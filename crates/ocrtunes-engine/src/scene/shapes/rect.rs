use crate::coords::Rect;
use crate::paint::Color;
use crate::scene::{DrawCmd, DrawList, ZIndex};

/// Solid rectangle draw payload.
#[derive(Debug, Clone, PartialEq)]
pub struct RectCmd {
    pub rect: Rect,
    pub color: Color,
}

impl DrawList {
    /// Records a solid rectangle draw command.
    #[inline]
    pub fn push_solid_rect(&mut self, z: ZIndex, rect: Rect, color: Color) {
        self.push(z, DrawCmd::Rect(RectCmd { rect, color }));
    }
}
+ + + + + + +
What to do: Keeping every word and mark as it is, print the entries above.

Your solution:
filename crates/ocrtunes-engine/src/scene/shapes/rect.rs
use crate::coords::Rect;
use crate::paint::Color;
use crate::scene::{DrawCmd, DrawList, ZIndex};

/// Solid rectangle draw payload.
#[derive(Debug, Clone, PartialEq)]
pub struct RectCmd {
    pub rect: Rect,
    pub color: Color,
}

impl DrawList {
    /// Records a solid rectangle draw command.
    #[inline]
    pub fn push_solid_rect(&mut self, z: ZIndex, rect: Rect, color: Color) {
        self.push(z, DrawCmd::Rect(RectCmd { rect, color }));
    }
}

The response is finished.